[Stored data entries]
= Beginning of Section =

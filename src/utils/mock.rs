use std::{
    fs,
    path::PathBuf,
    sync::atomic::{AtomicU64, Ordering},
    time::{SystemTime, UNIX_EPOCH},
};

use tempfile::env::temp_dir;

use crate::storage::storage_manager::StorageManager;

static NEXT_DB_ID: AtomicU64 = AtomicU64::new(0);

pub fn get_unix_timestamp_millis() -> u128 {
    SystemTime::now()
        .duration_since(UNIX_EPOCH)
        .expect("Time went backwards")
        .as_millis()
}

pub fn create_temp_db_path() -> PathBuf {
    create_temp_db_path_with_prefix("lumbung_test")
}

pub fn create_temp_db_path_with_prefix(prefix: &str) -> PathBuf {
    let mut temp_path = temp_dir();
    // Counter keeps parallel tests within one millisecond apart
    temp_path.push(format!(
        "{}_{}_{}_{}.db",
        prefix,
        std::process::id(),
        get_unix_timestamp_millis(),
        NEXT_DB_ID.fetch_add(1, Ordering::Relaxed)
    ));
    temp_path
}

pub struct TempDatabase {
    pub path: PathBuf,
    pub storage_manager: Option<StorageManager>,
}

impl TempDatabase {
    pub fn new() -> Self {
        Self {
            path: create_temp_db_path(),
            storage_manager: None,
        }
    }

    pub fn with_prefix(prefix: &str) -> Self {
        Self {
            path: create_temp_db_path_with_prefix(prefix),
            storage_manager: None,
        }
    }

    pub fn open_storage_manager(
        &mut self,
    ) -> Result<&mut StorageManager, Box<dyn std::error::Error>> {
        let sm = StorageManager::open(&self.path)?;
        self.storage_manager = Some(sm);
        Ok(self.storage_manager.as_mut().unwrap())
    }

    pub fn get_storage_manager(&mut self) -> Option<&mut StorageManager> {
        self.storage_manager.as_mut()
    }
}

impl Default for TempDatabase {
    fn default() -> Self {
        Self::new()
    }
}

impl Drop for TempDatabase {
    fn drop(&mut self) {
        self.storage_manager = None;
        if self.path.exists() {
            let _ = fs::remove_file(&self.path);
        }
    }
}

= End of Section =

* [To do]:
Starting at the first line of the entries above, please extract each line up to and including the line with "pub fn create_temp_db_path_with_prefix(prefix: &str)", unchanged, and add nothing.

* [Final answer]:
filename src/utils/mock.rs
use std::{
    fs,
    path::PathBuf,
    sync::atomic::{AtomicU64, Ordering},
    time::{SystemTime, UNIX_EPOCH},
};

use tempfile::env::temp_dir;

use crate::storage::storage_manager::StorageManager;

static NEXT_DB_ID: AtomicU64 = AtomicU64::new(0);

pub fn get_unix_timestamp_millis() -> u128 {
    SystemTime::now()
        .duration_since(UNIX_EPOCH)
        .expect("Time went backwards")
        .as_millis()
}

pub fn create_temp_db_path() -> PathBuf {
    create_temp_db_path_with_prefix("lumbung_test")
}

pub fn create_temp_db_path_with_prefix(prefix: &str) -> PathBuf {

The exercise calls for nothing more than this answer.